Evrim Resources Corp. (TSXV:EVM) entered into agreement to acquire Renaissance Gold Inc. (TSXV:REN) in a merger of equals transaction for $23.2 million on June 9, 2020. Under the terms of the agreement, each Renaissance share will be exchanged for 1.2448 Evrim shares, which will result in Renaissance and Evrim shareholders each holding 50% of the issued and outstanding shares of the combined entity to be named Orogen Royalties Inc. The agreement includes customary provisions, including non-solicitation of alternative transactions, a right to match superior proposals and a $1 million reciprocal termination fee payable under certain circumstances. Bob Felder will take on the role of Senior Vice President to facilitate a smooth transition and contribute to the future success of Orogen. Following the completion of the transaction, the new Board of Directors will be comprised of four directors, two each from Evrim and Renaissance. Orogen Royalties Inc. will be headquartered in Vancouver, B.C. and will be led by Paddy Nicol as President & Chief Executive Officer and Paul van Eeden as Chairman. David Caulfield will join Orogen from Evrim as Director and Robert Felder and Tim Janke joining as Directors from Renaissance. If the arrangement is completed, it is anticipated that J. Patrick Nicol and John Thompson will resign as board members. In addition, the intended retention of Evrim's Technical team will encourage continued exploration of Evrim's existing mineral exploration projects. Further, Evrim has covenanted to not terminate any full-time employees of Renaissance or its subsidiaries, except for “just cause” or due to its financial hardship, for a period of six months following the Effective Date. Operational offices will be based out of Reno, in Nevada, USA and Hermosillo in Sonora, Mexico.

Under the terms of the agreement, the transaction will be carried out by way of a court approved plan of arrangement under the Business Corporations Act (British Columbia). The transaction is subject to receipt of the TSX Venture Exchange, regulatory, court approvals, require the approval of at least 66-2/3% of the votes cast by the security holders of Renaissance and also subject to the approval of a simple majority of votes cast by the shareholders of Evrim at its annual special meeting to be held coincident with the Renaissance special meeting in the third quarter of 2020 and other customary closing conditions. The transaction is also subject to third party consents and holders of no more than 5% of the shares of Renaissance having exercised dissent rights. The Boards of Directors of both Evrim and Renaissance have unanimously approved the transaction and recommend that shareholders vote in favour of the transaction. Dundee Goodman Merchant Partners provided a fairness opinion to the Board of Directors and the Special Committee of independent directors of Renaissance, stating that as of the date of such opinion and based upon and subject to the assumptions, limitations and qualifications stated in such opinion, the consideration to be received by the shareholders of Renaissance under the transaction is fair, from a financial point of view, to the shareholders of Renaissance. On July 8, 2020, Renaissance obtained the interim order of the court providing for the calling and holding of the meeting of Renaissance and other procedural matters and filed a Notice of Hearing of Petition to approve the arrangement. The Court hearing in respect of the final order is expected to take place on August 17, 2020, or as soon thereafter as counsel for Renaissance may be heard. An annual and special meeting of the shareholders of Evrim will be held August 12, 2020. As of August 12, 2020, shareholders of both Evrim and Renaissance approved the transaction. Completion of the merger is expected to occur on or about August 18, 2020.

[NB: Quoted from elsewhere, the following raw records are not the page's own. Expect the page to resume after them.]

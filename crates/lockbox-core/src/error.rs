//! Error types for `lockbox-core`.
//!
//! Errors never carry key material, master passwords, or plaintext. A failed
//! tag check is reported the same way whether the password was wrong or the
//! envelope was tampered with.

/// Errors from envelope encryption, decryption, and payload handling.
#[derive(Debug, thiserror::Error)]
pub enum EnvelopeError {
    /// No master password was supplied (absent or empty).
    #[error("master password is required")]
    MissingCredential,

    /// AES-256-GCM tag verification failed.
    #[error("decryption failed: wrong master password or corrupted envelope")]
    AuthenticationFailure,

    /// A stored envelope field is missing or structurally invalid.
    #[error("malformed envelope field '{field}': {reason}")]
    MalformedEnvelope { field: &'static str, reason: String },

    /// The AEAD encrypt operation itself failed.
    #[error("encryption failed: {reason}")]
    Encryption { reason: String },

    /// A record payload could not be serialized before sealing.
    #[error("payload serialization failed: {reason}")]
    Serialization { reason: String },
}

impl EnvelopeError {
    /// Short machine-readable name of the error kind, safe to log.
    #[must_use]
    pub fn kind(&self) -> &'static str {
        match self {
            Self::MissingCredential => "missing_credential",
            Self::AuthenticationFailure => "authentication_failure",
            Self::MalformedEnvelope { .. } => "malformed_envelope",
            Self::Encryption { .. } => "encryption",
            Self::Serialization { .. } => "serialization",
        }
    }

    pub(crate) fn malformed(field: &'static str, reason: impl Into<String>) -> Self {
        Self::MalformedEnvelope {
            field,
            reason: reason.into(),
        }
    }
}
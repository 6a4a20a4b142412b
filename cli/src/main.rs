//! cloudgate: MCP gateway for GCP and Azure CLI operations.
//!
//! Two subcommands:
//! - `cloudgate serve`: REST routes plus Streamable HTTP MCP on one port
//! - `cloudgate stdio`: STDIO transport for desktop MCP clients

use std::path::PathBuf;

use anyhow::Result;
use clap::{Parser, Subcommand};
use nimbus_cloudgate::{resolve_config_path, GatewayConfig, GatewayMcpServer, ToolRouter};
use rmcp::ServiceExt;
use tokio_util::sync::CancellationToken;
use tracing_subscriber::EnvFilter;

/// cloudgate: GCP and Azure operations as MCP tools.
#[derive(Parser)]
#[command(
    name = "cloudgate",
    version,
    about = "MCP gateway exposing GCP and Azure operations as tools"
)]
struct Cli {
    #[command(subcommand)]
    command: Commands,
}

#[derive(Subcommand)]
enum Commands {
    /// Serve REST routes and Streamable HTTP MCP
    Serve {
        /// Path to cloudgate.toml [default: ./cloudgate.toml or ~/.config/cloudgate/cloudgate.toml]
        #[arg(short, long)]
        config: Option<PathBuf>,
        /// HTTP port to listen on
        #[arg(short, long, default_value = "3000")]
        port: u16,
        /// Bind address
        #[arg(long, default_value = "127.0.0.1")]
        host: String,
    },
    /// Serve MCP over STDIO
    Stdio {
        /// Path to cloudgate.toml [default: ./cloudgate.toml or ~/.config/cloudgate/cloudgate.toml]
        #[arg(short, long)]
        config: Option<PathBuf>,
    },
}

#[tokio::main]
async fn main() -> Result<()> {
    // stdout carries the MCP stream in stdio mode, so logs go to stderr
    tracing_subscriber::fmt()
        .with_env_filter(EnvFilter::from_default_env())
        .with_writer(std::io::stderr)
        .init();

    let cli = Cli::parse();
    let cancel = CancellationToken::new();

    let cancel_for_signal = cancel.clone();
    tokio::spawn(async move {
        tokio::signal::ctrl_c().await.ok();
        tracing::info!("Shutting down cloudgate...");
        cancel_for_signal.cancel();
    });

    match cli.command {
        Commands::Serve { config, port, host } => {
            let router = build_router(config).await?;
            run_serve(router, host, port, cancel).await?;
        }
        Commands::Stdio { config } => {
            let router = build_router(config).await?;
            run_stdio(router, cancel).await?;
        }
    }

    Ok(())
}

/// Serve the REST routes with the MCP service as fallback on one listener.
async fn run_serve(
    router: ToolRouter,
    host: String,
    port: u16,
    cancel: CancellationToken,
) -> Result<()> {
    let app = nimbus_cloudgate::server::app(router, cancel.clone());

    let addr = format!("{}:{}", host, port);
    let listener = tokio::net::TcpListener::bind(&addr)
        .await
        .map_err(|e| anyhow::anyhow!("Failed to bind to {}: {}", addr, e))?;

    tracing::info!(host = %host, port = %port, "cloudgate HTTP server listening");
    tracing::info!("Connect your MCP client to http://{}:{}/mcp", host, port);

    axum::serve(listener, app)
        .with_graceful_shutdown(cancel.cancelled_owned())
        .await
        .map_err(|e| anyhow::anyhow!("cloudgate HTTP server error: {}", e))?;

    tracing::info!("cloudgate HTTP server stopped");
    Ok(())
}

/// Serve MCP over stdin/stdout until the client disconnects or Ctrl-C.
async fn run_stdio(router: ToolRouter, cancel: CancellationToken) -> Result<()> {
    let server = GatewayMcpServer::new(router);

    let transport = (tokio::io::stdin(), tokio::io::stdout());
    let running = server
        .serve_with_ct(transport, cancel.clone())
        .await
        .map_err(|e| anyhow::anyhow!("Failed to initialize stdio transport: {:?}", e))?;

    tracing::info!("cloudgate stdio transport initialized, waiting for messages");

    tokio::select! {
        result = running.waiting() => {
            match result {
                Ok(reason) => {
                    tracing::info!(?reason, "stdio transport completed");
                }
                Err(e) => {
                    tracing::error!(error = %e, "stdio transport error");
                    return Err(anyhow::anyhow!("stdio transport error: {}", e));
                }
            }
        }
        _ = cancel.cancelled() => {
            tracing::info!("stdio transport cancelled");
        }
    }

    Ok(())
}

/// Load config (or defaults when no file is found) and build the router.
async fn build_router(explicit: Option<PathBuf>) -> Result<ToolRouter> {
    let config = load_config(explicit).await?;
    ToolRouter::from_config(&config)
        .map_err(|e| anyhow::anyhow!("Failed to build tool router: {}", e))
}

async fn load_config(explicit: Option<PathBuf>) -> Result<GatewayConfig> {
    let cwd = std::env::current_dir()
        .map_err(|e| anyhow::anyhow!("Failed to read working directory: {}", e))?;
    let config_dir = dirs::config_dir();

    match resolve_config_path(explicit, &cwd, config_dir.as_deref()) {
        Some(path) => {
            tracing::info!(path = %path.display(), "loading config");
            GatewayConfig::load(&path)
                .await
                .map_err(|e| anyhow::anyhow!("Failed to load config {:?}: {}", path, e))
        }
        None => {
            tracing::info!("no cloudgate.toml found, using built-in defaults");
            Ok(GatewayConfig::default())
        }
    }
}
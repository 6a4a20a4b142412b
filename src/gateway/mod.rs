//! The command-execution gateway: validate a caller-supplied CLI sub-command,
//! shape it into a fully-qualified invocation, run it under fixed bounds, and
//! normalize the outcome.
//!
//! Only `Validation` rejections surface as errors; everything that happens to
//! the child process after validation is encoded in `ExecutionResult`.

pub mod capture;
pub mod executor;
pub mod provider;
pub mod validator;

pub use executor::{CommandExecutor, CommandRequest, ExecutionResult};
pub use provider::Provider;
pub use validator::{validate, ExecutionPolicy, ValidationOutcome};
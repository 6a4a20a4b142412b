//! HTTP front-end: REST routes plus the streamable-HTTP MCP service.
//!
//! ```text
//! GET  /health            liveness
//! GET  /tools             tool descriptors
//! POST /tools/:tool_name  body = arguments object (optional)
//! POST /mcp/call          body = {"toolName" | "name", "arguments"}
//! *                       streamable-HTTP MCP (clients connect to /mcp)
//! ```
//!
//! Dispatch routes answer 200 with the tool envelope even when `isError` is
//! set; only an unreadable request body gets a 400.

use std::sync::Arc;

use axum::body::{Body, Bytes};
use axum::extract::{Path, State};
use axum::http::{Request, StatusCode};
use axum::response::{IntoResponse, Response};
use axum::routing::{get, post};
use axum::{Json, Router};
use rmcp::transport::streamable_http_server::{
    session::local::LocalSessionManager, StreamableHttpServerConfig, StreamableHttpService,
};
use serde::Deserialize;
use serde_json::json;
use tokio_util::sync::CancellationToken;
use tower::ServiceExt;

use crate::error::GatewayError;
use crate::server::mcp::GatewayMcpServer;
use crate::tools::{Args, ToolResponse, ToolRouter};

/// Body of `POST /mcp/call`.
#[derive(Debug, Deserialize)]
#[serde(rename_all = "camelCase")]
struct CallRequest {
    #[serde(alias = "name")]
    tool_name: String,
    #[serde(default)]
    arguments: Option<Args>,
}

/// REST routes only.
pub fn routes(router: ToolRouter) -> Router {
    Router::new()
        .route("/health", get(health))
        .route("/tools", get(list_tools))
        .route("/tools/:tool_name", post(call_named_tool))
        .route("/mcp/call", post(call_tool))
        .with_state(router)
}

/// REST routes with the streamable-HTTP MCP service as fallback.
pub fn app(router: ToolRouter, cancel: CancellationToken) -> Router {
    let server = GatewayMcpServer::new(router.clone());
    let mcp_service = StreamableHttpService::new(
        move || Ok(server.clone()),
        Arc::new(LocalSessionManager::default()),
        StreamableHttpServerConfig {
            cancellation_token: cancel,
            ..Default::default()
        },
    );

    routes(router).fallback(move |req: Request<Body>| {
        let svc = mcp_service.clone();
        async move {
            match svc.oneshot(req).await {
                Ok(response) => response.into_response(),
                Err(e) => (StatusCode::INTERNAL_SERVER_ERROR, e.to_string()).into_response(),
            }
        }
    })
}

async fn health() -> impl IntoResponse {
    Json(json!({
        "status": "ok",
        "service": "cloudgate",
        "version": env!("CARGO_PKG_VERSION"),
    }))
}

async fn list_tools(State(router): State<ToolRouter>) -> impl IntoResponse {
    Json(json!({ "tools": router.list_tools() }))
}

async fn call_named_tool(
    State(router): State<ToolRouter>,
    Path(tool_name): Path<String>,
    body: Bytes,
) -> Response {
    let arguments = if body.iter().all(u8::is_ascii_whitespace) {
        None
    } else {
        match serde_json::from_slice::<Args>(&body) {
            Ok(arguments) => Some(arguments),
            Err(e) => return bad_request(format!("arguments must be a JSON object: {}", e)),
        }
    };
    Json(router.dispatch(&tool_name, arguments).await).into_response()
}

async fn call_tool(State(router): State<ToolRouter>, body: Bytes) -> Response {
    let request: CallRequest = match serde_json::from_slice(&body) {
        Ok(request) => request,
        Err(e) => return bad_request(format!("expected {{\"toolName\", \"arguments\"}}: {}", e)),
    };
    Json(router.dispatch(&request.tool_name, request.arguments).await).into_response()
}

fn bad_request(detail: String) -> Response {
    let err = GatewayError::InvalidArgument("body", detail);
    (StatusCode::BAD_REQUEST, Json(ToolResponse::error(&err))).into_response()
}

Dundee Goodman Merchant Partners acted as fairness opinion to the Board of Directors and the special committee of independent directors of Renaissance, stating that as of the date of such opinion and based upon and subject to the assumptions, limitations and qualifications stated in such opinion, the consideration to be received by the shareholders of Renaissance under the transaction is fair, from a financial point of view, to the shareholders of Renaissance. Jonathan Willson and John Anderson of Stikeman Elliott LLP acted as legal advisors to Renaissance Gold Inc. Alan Hutchison, Jason Comerford and Jennifer Lee of Osler, Hoskin & Harcourt LLP acted as legal advisors for Evrim. Computershare Investor Services Inc. acted as transfer agent for Evrim.

Evrim Resources Corp. (TSXV:EVM) completed the acquisition of Renaissance Gold Inc. (TSXV:REN) in a merger of equals transaction on August 18, 2020. Concurrently with the completion of the arrangement, Evrim changed its name to "Orogen Royalties Inc.". Orogen will begin trading on the TSX Venture Exchange under the symbol "OGN" on August 20, 2020.